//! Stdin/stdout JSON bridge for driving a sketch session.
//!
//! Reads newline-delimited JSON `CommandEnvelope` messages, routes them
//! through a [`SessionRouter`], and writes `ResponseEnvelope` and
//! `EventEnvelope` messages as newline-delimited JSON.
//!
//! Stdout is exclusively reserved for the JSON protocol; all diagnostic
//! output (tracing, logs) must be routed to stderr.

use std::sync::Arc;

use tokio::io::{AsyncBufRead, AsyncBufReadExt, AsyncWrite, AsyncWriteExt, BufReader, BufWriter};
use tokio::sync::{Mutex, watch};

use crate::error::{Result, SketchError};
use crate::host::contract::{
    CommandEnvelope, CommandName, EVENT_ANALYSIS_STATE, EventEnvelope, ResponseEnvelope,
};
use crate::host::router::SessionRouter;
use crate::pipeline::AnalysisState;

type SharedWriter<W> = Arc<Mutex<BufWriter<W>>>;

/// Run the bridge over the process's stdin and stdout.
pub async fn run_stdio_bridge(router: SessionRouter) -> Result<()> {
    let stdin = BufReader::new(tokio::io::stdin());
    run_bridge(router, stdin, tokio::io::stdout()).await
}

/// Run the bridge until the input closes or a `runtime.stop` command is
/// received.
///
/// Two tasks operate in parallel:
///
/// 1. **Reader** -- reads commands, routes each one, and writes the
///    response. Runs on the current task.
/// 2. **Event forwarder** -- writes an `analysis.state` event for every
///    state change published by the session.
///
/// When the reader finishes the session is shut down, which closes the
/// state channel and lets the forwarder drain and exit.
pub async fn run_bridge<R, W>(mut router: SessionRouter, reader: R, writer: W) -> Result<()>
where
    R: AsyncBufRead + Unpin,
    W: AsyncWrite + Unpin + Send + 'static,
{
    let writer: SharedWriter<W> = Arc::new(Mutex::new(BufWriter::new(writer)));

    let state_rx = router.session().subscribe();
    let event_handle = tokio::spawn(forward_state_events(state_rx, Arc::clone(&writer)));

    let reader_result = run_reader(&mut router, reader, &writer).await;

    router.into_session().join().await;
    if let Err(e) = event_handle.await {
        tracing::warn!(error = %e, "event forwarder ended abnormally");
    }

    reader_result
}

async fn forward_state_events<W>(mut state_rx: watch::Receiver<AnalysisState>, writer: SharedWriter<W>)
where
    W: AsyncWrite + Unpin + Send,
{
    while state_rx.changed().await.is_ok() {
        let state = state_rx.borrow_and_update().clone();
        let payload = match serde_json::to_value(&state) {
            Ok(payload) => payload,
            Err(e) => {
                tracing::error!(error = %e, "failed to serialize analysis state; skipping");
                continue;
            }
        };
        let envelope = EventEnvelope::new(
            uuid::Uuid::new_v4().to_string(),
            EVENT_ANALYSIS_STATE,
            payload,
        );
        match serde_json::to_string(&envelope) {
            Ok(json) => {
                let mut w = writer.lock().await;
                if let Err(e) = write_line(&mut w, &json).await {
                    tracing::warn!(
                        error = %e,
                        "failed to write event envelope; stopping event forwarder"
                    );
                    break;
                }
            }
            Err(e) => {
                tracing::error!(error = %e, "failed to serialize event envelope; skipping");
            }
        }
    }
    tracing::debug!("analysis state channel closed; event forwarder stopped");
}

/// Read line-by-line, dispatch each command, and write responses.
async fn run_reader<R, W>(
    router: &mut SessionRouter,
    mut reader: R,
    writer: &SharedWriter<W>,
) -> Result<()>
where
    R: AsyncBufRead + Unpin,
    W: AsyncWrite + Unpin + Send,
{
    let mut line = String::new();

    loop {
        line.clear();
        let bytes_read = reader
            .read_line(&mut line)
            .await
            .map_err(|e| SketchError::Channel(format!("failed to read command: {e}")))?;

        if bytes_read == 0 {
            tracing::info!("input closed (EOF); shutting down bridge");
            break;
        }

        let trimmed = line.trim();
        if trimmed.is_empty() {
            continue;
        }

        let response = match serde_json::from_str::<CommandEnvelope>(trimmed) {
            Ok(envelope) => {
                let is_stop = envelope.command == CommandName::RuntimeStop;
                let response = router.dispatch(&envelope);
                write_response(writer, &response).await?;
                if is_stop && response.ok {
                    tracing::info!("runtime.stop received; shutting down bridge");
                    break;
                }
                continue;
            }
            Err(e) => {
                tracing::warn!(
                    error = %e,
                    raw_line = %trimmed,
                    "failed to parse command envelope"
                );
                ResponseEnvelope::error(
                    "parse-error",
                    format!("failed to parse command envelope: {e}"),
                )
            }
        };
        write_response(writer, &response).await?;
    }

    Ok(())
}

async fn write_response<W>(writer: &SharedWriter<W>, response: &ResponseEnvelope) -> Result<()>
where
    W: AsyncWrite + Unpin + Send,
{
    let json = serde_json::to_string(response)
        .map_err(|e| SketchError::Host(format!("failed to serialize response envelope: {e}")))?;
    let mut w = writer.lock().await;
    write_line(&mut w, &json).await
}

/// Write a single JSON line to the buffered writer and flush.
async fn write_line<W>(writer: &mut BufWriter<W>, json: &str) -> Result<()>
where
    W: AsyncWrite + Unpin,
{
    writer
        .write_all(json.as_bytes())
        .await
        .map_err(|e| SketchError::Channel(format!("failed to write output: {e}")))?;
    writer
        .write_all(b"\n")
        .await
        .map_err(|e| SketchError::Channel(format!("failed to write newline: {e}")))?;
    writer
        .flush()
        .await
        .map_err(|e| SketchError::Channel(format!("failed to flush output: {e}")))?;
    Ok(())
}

____

| Instructions for the task |
Where a line of the material holds the word "output", copy that line.

| Result of this task |
//! output (tracing, logs) must be routed to stderr.
        .map_err(|e| SketchError::Channel(format!("failed to write output: {e}")))?;
        .map_err(|e| SketchError::Channel(format!("failed to flush output: {e}")))?;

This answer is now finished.